Segment Start: THE DATA
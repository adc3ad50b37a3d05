//! Gateway HTTP server
//!
//! Axum router exposing the client-facing endpoints:
//! - `POST /v1/chat/completions` - OpenAI shape
//! - `POST /v1/messages` - Anthropic shape
//! - `POST /cc/v1/messages` - Anthropic shape, buffered streaming
//!
//! Clients authenticate with `Authorization: Bearer` or `x-api-key`.
//! The gateway master key maps to the public pool; user keys resolve
//! through the store to that user's private credentials.

pub mod external;
pub mod handler;

use std::sync::Arc;

use anyhow::{Context, Result};
use async_stream::stream;
use axum::body::Body;
use axum::http::{header, HeaderMap};
use axum::response::Response;
use axum::routing::{get, post};
use axum::Router;
use futures::{Stream, StreamExt};
use serde_json::Value;
use tokio::net::TcpListener;

use crate::config::Config;
use crate::error::GatewayError;
use crate::pool::Allocator;
use crate::store::Store;
use crate::util::hash_api_key;

/// Shared state for the gateway server
pub struct AppState {
    pub config: Config,
    pub store: Store,
    pub allocator: Allocator,
    /// HTTP client for upstream and external calls
    pub http: reqwest::Client,
}

impl AppState {
    pub fn new(config: Config, store: Store) -> Self {
        let allocator = Allocator::new(store.clone(), &config);
        // No total timeout: streamed responses outlive any fixed budget.
        // Per-chunk deadlines are enforced by the streaming engine.
        let http = reqwest::Client::builder()
            .connect_timeout(std::time::Duration::from_secs(30))
            .pool_max_idle_per_host(10)
            // Force HTTP/1.1 to avoid HTTP/2 connection reset issues
            .http1_only()
            .build()
            .unwrap_or_default();
        Self {
            config,
            store,
            allocator,
            http,
        }
    }

    pub(crate) fn record_external_outcome(&self, account_id: i64, success: bool) {
        if let Err(e) = self.store.record_external_usage(account_id, success) {
            tracing::error!("Failed to record external account usage: {}", e);
        }
    }
}

/// Build the router with all endpoints.
pub fn router(state: Arc<AppState>) -> Router {
    Router::new()
        .route("/health", get(health))
        .route("/v1/chat/completions", post(handler::openai_chat_completions))
        .route("/v1/messages", post(handler::anthropic_messages))
        .route("/cc/v1/messages", post(handler::anthropic_messages_buffered))
        .with_state(state)
}

/// Bind and serve until the shutdown signal fires.
pub async fn serve(
    state: Arc<AppState>,
    shutdown_rx: tokio::sync::oneshot::Receiver<()>,
) -> Result<()> {
    let bind_addr = state.config.bind_addr;
    let app = router(state);

    tracing::info!("Starting gateway on {}", bind_addr);
    let listener = TcpListener::bind(bind_addr)
        .await
        .context("Failed to bind to address")?;
    tracing::info!("Gateway listening on {}", bind_addr);

    axum::serve(listener, app)
        .with_graceful_shutdown(async move {
            shutdown_rx.await.ok();
        })
        .await
        .context("Server error")?;

    tracing::info!("Gateway shut down gracefully");
    Ok(())
}

async fn health() -> &'static str {
    "ok"
}

/// Pull the client key from `x-api-key` or `Authorization: Bearer`.
pub(crate) fn extract_client_key(headers: &HeaderMap) -> Option<String> {
    if let Some(key) = headers.get("x-api-key").and_then(|v| v.to_str().ok()) {
        return Some(key.to_string());
    }
    headers
        .get(header::AUTHORIZATION)
        .and_then(|v| v.to_str().ok())
        .and_then(|v| v.strip_prefix("Bearer "))
        .map(String::from)
}

/// Resolve the caller: `Ok(None)` is the gateway master key (public
/// pool), `Ok(Some(uid))` a known user key.
pub(crate) fn authenticate(
    state: &AppState,
    headers: &HeaderMap,
) -> Result<Option<i64>, GatewayError> {
    let key = extract_client_key(headers).ok_or_else(|| {
        GatewayError::Authentication("Missing API key".to_string())
    })?;

    if let Some(master) = &state.config.proxy_api_key {
        if &key == master {
            return Ok(None);
        }
    }

    match state.store.resolve_api_key(&key) {
        Ok(Some(user_id)) => {
            tracing::debug!("Authenticated user {} (key {})", user_id, hash_api_key(&key));
            Ok(Some(user_id))
        }
        Ok(None) => {
            tracing::warn!("Rejected unknown API key {}", hash_api_key(&key));
            Err(GatewayError::Authentication("Invalid API key".to_string()))
        }
        Err(e) => Err(GatewayError::Internal(e.to_string())),
    }
}

/// SSE response wrapping a string stream.
pub(crate) fn sse_response(stream: impl Stream<Item = String> + Send + 'static) -> Response {
    Response::builder()
        .header(header::CONTENT_TYPE, "text/event-stream")
        .header(header::CACHE_CONTROL, "no-cache")
        .body(Body::from_stream(
            stream.map(Ok::<_, std::convert::Infallible>),
        ))
        .unwrap_or_else(|_| Response::new(Body::empty()))
}

/// JSON response for non-streaming results.
pub(crate) fn json_response(value: &Value) -> Response {
    Response::builder()
        .header(header::CONTENT_TYPE, "application/json")
        .body(Body::from(value.to_string()))
        .unwrap_or_else(|_| Response::new(Body::empty()))
}

/// Run `on_done` after the inner stream finishes cleanly. A cancelled
/// stream (client disconnect) or one that surfaced an SSE error event
/// never reaches the callback.
pub(crate) fn with_completion(
    inner: impl Stream<Item = String>,
    on_done: impl FnOnce() + Send + 'static,
) -> impl Stream<Item = String> {
    stream! {
        let mut errored = false;
        futures::pin_mut!(inner);
        while let Some(item) = inner.next().await {
            if item.starts_with("event: error") {
                errored = true;
            }
            yield item;
        }
        if !errored {
            on_done();
        }
    }
}

#[cfg(test)]
mod tests {
    use super::*;
    use axum::http::HeaderValue;

    fn state_with_key(master: Option<&str>) -> AppState {
        let mut config = Config::default();
        config.proxy_api_key = master.map(String::from);
        AppState::new(config, Store::open_in_memory().unwrap())
    }

    #[test]
    fn test_extract_key_prefers_x_api_key() {
        let mut headers = HeaderMap::new();
        headers.insert("x-api-key", HeaderValue::from_static("sk-x"));
        headers.insert(header::AUTHORIZATION, HeaderValue::from_static("Bearer sk-b"));
        assert_eq!(extract_client_key(&headers).as_deref(), Some("sk-x"));
    }

    #[test]
    fn test_extract_key_from_bearer() {
        let mut headers = HeaderMap::new();
        headers.insert(header::AUTHORIZATION, HeaderValue::from_static("Bearer sk-b"));
        assert_eq!(extract_client_key(&headers).as_deref(), Some("sk-b"));
    }

    #[test]
    fn test_authenticate_master_key_is_anonymous() {
        let state = state_with_key(Some("master"));
        let mut headers = HeaderMap::new();
        headers.insert("x-api-key", HeaderValue::from_static("master"));
        assert_eq!(authenticate(&state, &headers).unwrap(), None);
    }

    #[test]
    fn test_authenticate_user_key() {
        let state = state_with_key(None);
        state.store.insert_api_key(7, "sk-user").unwrap();
        let mut headers = HeaderMap::new();
        headers.insert("x-api-key", HeaderValue::from_static("sk-user"));
        assert_eq!(authenticate(&state, &headers).unwrap(), Some(7));
    }

    #[test]
    fn test_authenticate_rejects_unknown() {
        let state = state_with_key(Some("master"));
        let mut headers = HeaderMap::new();
        headers.insert("x-api-key", HeaderValue::from_static("nope"));
        assert!(matches!(
            authenticate(&state, &headers),
            Err(GatewayError::Authentication(_))
        ));
    }

    #[test]
    fn test_authenticate_requires_key() {
        let state = state_with_key(Some("master"));
        let headers = HeaderMap::new();
        assert!(matches!(
            authenticate(&state, &headers),
            Err(GatewayError::Authentication(_))
        ));
    }
}
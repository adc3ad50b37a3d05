//! Token-pool allocator
//!
//! Picks a credential (or an external API account) for each request.
//! Credentials are scored on success rate, cooldown since last use, and
//! short-window load, then drawn weighted-random: high scorers are
//! preferred, not forced, so load spreads across the pool.

pub mod health;

use std::collections::HashMap;
use std::sync::Arc;
use std::time::Instant;

use rand::Rng;
use tokio::sync::Mutex;

use crate::auth::cache::{ManagerCache, ManagerKeyParams};
use crate::auth::{AuthType, CredentialManager};
use crate::config::{requires_pro_plus, Config};
use crate::error::GatewayError;
use crate::store::{Credential, CredentialStatus, ExternalApiAccount, Store};

/// Window for the short-term load component.
const RECENT_USAGE_WINDOW_SECS: u64 = 60;

/// The allocator's pick for one request.
pub enum Allocation {
    Credential {
        credential: Credential,
        manager: Arc<CredentialManager>,
    },
    External(ExternalApiAccount),
}

struct RecentUsage {
    counts: HashMap<i64, u32>,
    last_reset: Instant,
}

pub struct Allocator {
    store: Store,
    managers: ManagerCache,
    recent: Mutex<RecentUsage>,
    min_success_rate: f64,
    profile_arn: Option<String>,
    default_region: String,
    self_use: bool,
}

impl Allocator {
    pub fn new(store: Store, config: &Config) -> Self {
        Self {
            store,
            managers: ManagerCache::new(config.auth_manager_cache_max_size),
            recent: Mutex::new(RecentUsage {
                counts: HashMap::new(),
                last_reset: Instant::now(),
            }),
            min_success_rate: config.token_min_success_rate,
            profile_arn: config.profile_arn.clone(),
            default_region: config.region.clone(),
            self_use: config.self_use,
        }
    }

    /// Choose a credential or external account for this request.
    pub async fn allocate(
        &self,
        user_id: Option<i64>,
        model: &str,
    ) -> Result<Allocation, GatewayError> {
        let pro_plus = requires_pro_plus(model);

        if let Some(user_id) = user_id {
            if let Some(allocation) = self.allocate_for_user(user_id, model, pro_plus).await? {
                return Ok(allocation);
            }
        }

        if self.self_use {
            return Err(GatewayError::NoTokenAvailable(
                "no available token".to_string(),
            ));
        }

        self.allocate_from_public_pool(model, pro_plus).await
    }

    /// User path: the user's private credentials plus their external
    /// accounts, drawn uniformly. Pro+ models restrict the credential
    /// side to opus-enabled entries first.
    async fn allocate_for_user(
        &self,
        user_id: i64,
        model: &str,
        pro_plus: bool,
    ) -> Result<Option<Allocation>, GatewayError> {
        let credentials = self
            .store
            .get_user_credentials(user_id)
            .map_err(|e| GatewayError::Internal(e.to_string()))?;
        let mut active: Vec<Credential> = credentials
            .into_iter()
            .filter(|c| {
                c.status == CredentialStatus::Active
                    && (!self.self_use || c.visibility == "private")
            })
            .collect();

        if pro_plus {
            let pro: Vec<Credential> =
                active.iter().filter(|c| c.opus_enabled).cloned().collect();
            if !pro.is_empty() {
                active = pro;
            } else if !active.is_empty() {
                tracing::warn!(
                    "User {} has no Pro+ credential for {}, using normal credentials",
                    user_id,
                    model
                );
            }
        }

        let externals: Vec<ExternalApiAccount> = self
            .store
            .get_user_external_accounts(user_id)
            .map_err(|e| GatewayError::Internal(e.to_string()))?
            .into_iter()
            .filter(|a| a.allows_model(model))
            .collect();

        let total = active.len() + externals.len();
        if total == 0 {
            return Ok(None);
        }

        // Uniform draw across the combined candidate set
        let pick = rand::thread_rng().gen_range(0..total);
        if pick < active.len() {
            let credential = active.swap_remove(pick);
            tracing::info!(
                "Allocated credential {} for user {} ({} candidates)",
                credential.id,
                user_id,
                total
            );
            self.record_recent_usage(credential.id).await;
            let manager = self.manager_for(&credential).await?;
            return Ok(Some(Allocation::Credential { credential, manager }));
        }
        match externals.into_iter().nth(pick - active.len()) {
            Some(account) => {
                tracing::info!(
                    "Allocated external account {} ({}) for user {}",
                    account.id,
                    account.name,
                    user_id
                );
                Ok(Some(Allocation::External(account)))
            }
            None => Ok(None),
        }
    }

    /// Anonymous path: weighted draw over the public pool.
    async fn allocate_from_public_pool(
        &self,
        model: &str,
        pro_plus: bool,
    ) -> Result<Allocation, GatewayError> {
        let public = self
            .store
            .get_public_credentials()
            .map_err(|e| GatewayError::Internal(e.to_string()))?;
        if public.is_empty() {
            return Err(GatewayError::NoTokenAvailable(
                "no available token".to_string(),
            ));
        }

        // Screen out poor performers, but give new credentials a chance
        let mut good: Vec<Credential> = public
            .iter()
            .filter(|c| {
                c.success_rate() >= self.min_success_rate
                    || (c.success_count + c.fail_count) < 10
            })
            .cloned()
            .collect();
        if good.is_empty() {
            good = public;
        }

        if pro_plus {
            let pro: Vec<Credential> = good.iter().filter(|c| c.opus_enabled).cloned().collect();
            if !pro.is_empty() {
                good = pro;
            } else {
                tracing::warn!("Public pool has no Pro+ credential for {}", model);
            }
        }

        let credential = self.weighted_choice(good).await;
        tracing::info!("Allocated public credential {}", credential.id);
        self.record_recent_usage(credential.id).await;
        let manager = self.manager_for(&credential).await?;
        Ok(Allocation::Credential { credential, manager })
    }

    /// Weighted random draw; scores are shifted positive before sampling.
    async fn weighted_choice(&self, mut candidates: Vec<Credential>) -> Credential {
        if candidates.len() == 1 {
            return candidates.remove(0);
        }

        let now_ms = chrono::Utc::now().timestamp_millis();
        let recent = self.recent_counts().await;
        let mut scored: Vec<(Credential, f64)> = candidates
            .into_iter()
            .map(|c| {
                let count = recent.get(&c.id).copied().unwrap_or(0);
                let score = score_credential(&c, now_ms, count, self.min_success_rate);
                (c, score)
            })
            .collect();

        let min_score = scored
            .iter()
            .map(|(_, s)| *s)
            .fold(f64::INFINITY, f64::min);
        if min_score <= 0.0 {
            for (_, score) in &mut scored {
                *score = *score - min_score + 1.0;
            }
        }

        let total: f64 = scored.iter().map(|(_, s)| *s).sum();
        let mut draw = rand::thread_rng().gen_range(0.0..total);
        let last = scored.len() - 1;
        for (index, (credential, score)) in scored.into_iter().enumerate() {
            draw -= score;
            if draw <= 0.0 || index == last {
                return credential;
            }
        }
        unreachable!("weighted draw always selects a candidate")
    }

    async fn manager_for(
        &self,
        credential: &Credential,
    ) -> Result<Arc<CredentialManager>, GatewayError> {
        let secrets = self
            .store
            .get_credential_secrets(credential.id)
            .map_err(|e| GatewayError::Internal(e.to_string()))?;
        let region = if credential.region.is_empty() {
            self.default_region.clone()
        } else {
            credential.region.clone()
        };
        Ok(self
            .managers
            .get_or_create(ManagerKeyParams {
                refresh_token: secrets.refresh_token,
                region,
                auth_type: AuthType::parse(&credential.auth_type),
                client_id: secrets.client_id,
                client_secret: secrets.client_secret,
                profile_arn: self.profile_arn.clone(),
            })
            .await)
    }

    /// Record the outcome of a request served by a credential.
    pub fn record_outcome(&self, credential_id: i64, success: bool) {
        if let Err(e) = self.store.record_credential_usage(credential_id, success) {
            tracing::error!("Failed to record credential usage: {}", e);
        }
    }

    /// Quota exhausted: the credential is done for the month.
    pub async fn mark_expired(&self, credential: &Credential) {
        self.evict_manager(credential).await;
        match self
            .store
            .set_credential_status(credential.id, CredentialStatus::Expired)
        {
            Ok(true) => tracing::warn!("Credential {} marked expired (quota)", credential.id),
            Ok(false) => {}
            Err(e) => tracing::error!("Failed to mark credential expired: {}", e),
        }
    }

    /// Refresh rejection: the credential no longer authenticates.
    pub async fn mark_invalid(&self, credential: &Credential) {
        self.evict_manager(credential).await;
        match self
            .store
            .set_credential_status(credential.id, CredentialStatus::Invalid)
        {
            Ok(true) => tracing::warn!("Credential {} marked invalid", credential.id),
            Ok(false) => {}
            Err(e) => tracing::error!("Failed to mark credential invalid: {}", e),
        }
    }

    /// A dead credential's cached manager must not serve further
    /// requests from a stale access token.
    async fn evict_manager(&self, credential: &Credential) {
        if let Ok(secrets) = self.store.get_credential_secrets(credential.id) {
            self.managers
                .remove(&secrets.refresh_token, &credential.region)
                .await;
        }
    }

    async fn record_recent_usage(&self, credential_id: i64) {
        let mut recent = self.recent.lock().await;
        if recent.last_reset.elapsed().as_secs() > RECENT_USAGE_WINDOW_SECS {
            recent.counts.clear();
            recent.last_reset = Instant::now();
        }
        *recent.counts.entry(credential_id).or_insert(0) += 1;
    }

    async fn recent_counts(&self) -> HashMap<i64, u32> {
        let mut recent = self.recent.lock().await;
        if recent.last_reset.elapsed().as_secs() > RECENT_USAGE_WINDOW_SECS {
            recent.counts.clear();
            recent.last_reset = Instant::now();
        }
        recent.counts.clone()
    }
}

/// Score a credential 0-100.
///
/// - success rate, weight 40 (heavy ×20 penalty under the threshold once
///   the sample is meaningful)
/// - cooldown since last use, weight 30 (recent use scores low, forcing
///   rotation)
/// - short-window load, weight 30 (each use in the last minute costs 10)
fn score_credential(
    credential: &Credential,
    now_ms: i64,
    recent_count: u32,
    min_success_rate: f64,
) -> f64 {
    let total = credential.success_count + credential.fail_count;
    let success_rate = credential.success_rate();
    let base_score = if success_rate < min_success_rate && total > 10 {
        success_rate * 20.0
    } else {
        success_rate * 40.0
    };

    let seconds_since_use = credential
        .last_used_ms
        .map(|used| ((now_ms - used).max(0) / 1000) as u64)
        .unwrap_or(3600);
    let cooldown_score = if seconds_since_use < 30 {
        5.0
    } else if seconds_since_use < 60 {
        15.0
    } else if seconds_since_use < 300 {
        25.0
    } else {
        30.0
    };

    let balance_score = (30.0 - 10.0 * recent_count as f64).max(0.0);

    base_score + cooldown_score + balance_score
}
//! Command-line interface

use std::net::SocketAddr;
use std::path::PathBuf;

use clap::{Parser, Subcommand};

use crate::config::Config;

#[derive(Parser)]
#[command(name = "crossgate", version, about = "Multi-tenant gateway for AWS-style LLM event streams")]
pub struct Cli {
    /// Address to bind (overrides config)
    #[arg(long)]
    pub bind: Option<SocketAddr>,

    /// Database path (overrides config)
    #[arg(long)]
    pub database: Option<PathBuf>,

    /// Include internal error details in client responses
    #[arg(long)]
    pub debug: bool,

    #[command(subcommand)]
    pub command: Option<Command>,
}

#[derive(Subcommand)]
pub enum Command {
    /// Run the gateway server (default)
    Serve,
    /// Register an upstream credential
    AddCredential {
        #[arg(long)]
        user: i64,
        #[arg(long)]
        refresh_token: String,
        #[arg(long, default_value = "social")]
        auth_type: String,
        #[arg(long)]
        region: Option<String>,
        #[arg(long)]
        client_id: Option<String>,
        #[arg(long)]
        client_secret: Option<String>,
        #[arg(long, default_value = "private")]
        visibility: String,
        /// Credential can serve Pro+ models
        #[arg(long)]
        opus: bool,
    },
    /// Register an external API account
    AddAccount {
        #[arg(long)]
        user: i64,
        #[arg(long)]
        name: String,
        #[arg(long)]
        api_base: String,
        #[arg(long)]
        api_key: String,
        #[arg(long, default_value = "openai")]
        format: String,
        #[arg(long, default_value = "")]
        provider: String,
        /// Comma-separated model whitelist
        #[arg(long, default_value = "")]
        models: String,
    },
    /// Register a client API key for a user
    AddKey {
        #[arg(long)]
        user: i64,
        #[arg(long)]
        key: String,
    },
}

impl Cli {
    /// Apply CLI overrides on top of the loaded config.
    pub fn apply(&self, config: &mut Config) {
        if let Some(bind) = self.bind {
            config.bind_addr = bind;
        }
        if let Some(database) = &self.database {
            config.database_path = database.clone();
        }
        if self.debug {
            config.debug_mode = true;
        }
    }
}

/// Execute an admin subcommand against the store. Returns true when a
/// subcommand ran (the process should exit instead of serving).
pub fn run_admin_command(command: &Command, store: &crate::store::Store, config: &Config) -> anyhow::Result<bool> {
    match command {
        Command::Serve => Ok(false),
        Command::AddCredential {
            user,
            refresh_token,
            auth_type,
            region,
            client_id,
            client_secret,
            visibility,
            opus,
        } => {
            let region = region.clone().unwrap_or_else(|| config.region.clone());
            let id = store.insert_credential(
                *user,
                refresh_token,
                auth_type,
                &region,
                client_id.as_deref(),
                client_secret.as_deref(),
                visibility,
                *opus,
            )?;
            println!("Added credential {} for user {} ({})", id, user, region);
            Ok(true)
        }
        Command::AddAccount {
            user,
            name,
            api_base,
            api_key,
            format,
            provider,
            models,
        } => {
            let id = store.insert_external_account(
                *user, name, api_base, api_key, format, provider, models,
            )?;
            println!("Added external account {} ({}) for user {}", id, name, user);
            Ok(true)
        }
        Command::AddKey { user, key } => {
            store.insert_api_key(*user, key)?;
            println!("Added API key for user {}", user);
            Ok(true)
        }
    }
}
Segment End: THE DATA
■ **WHAT IS REQUIRED**
Pull every line containing the word "scores" out of the entries above.

■ **ANSWER**
    /// Weighted random draw; scores are shifted positive before sampling.
/// - cooldown since last use, weight 30 (recent use scores low, forcing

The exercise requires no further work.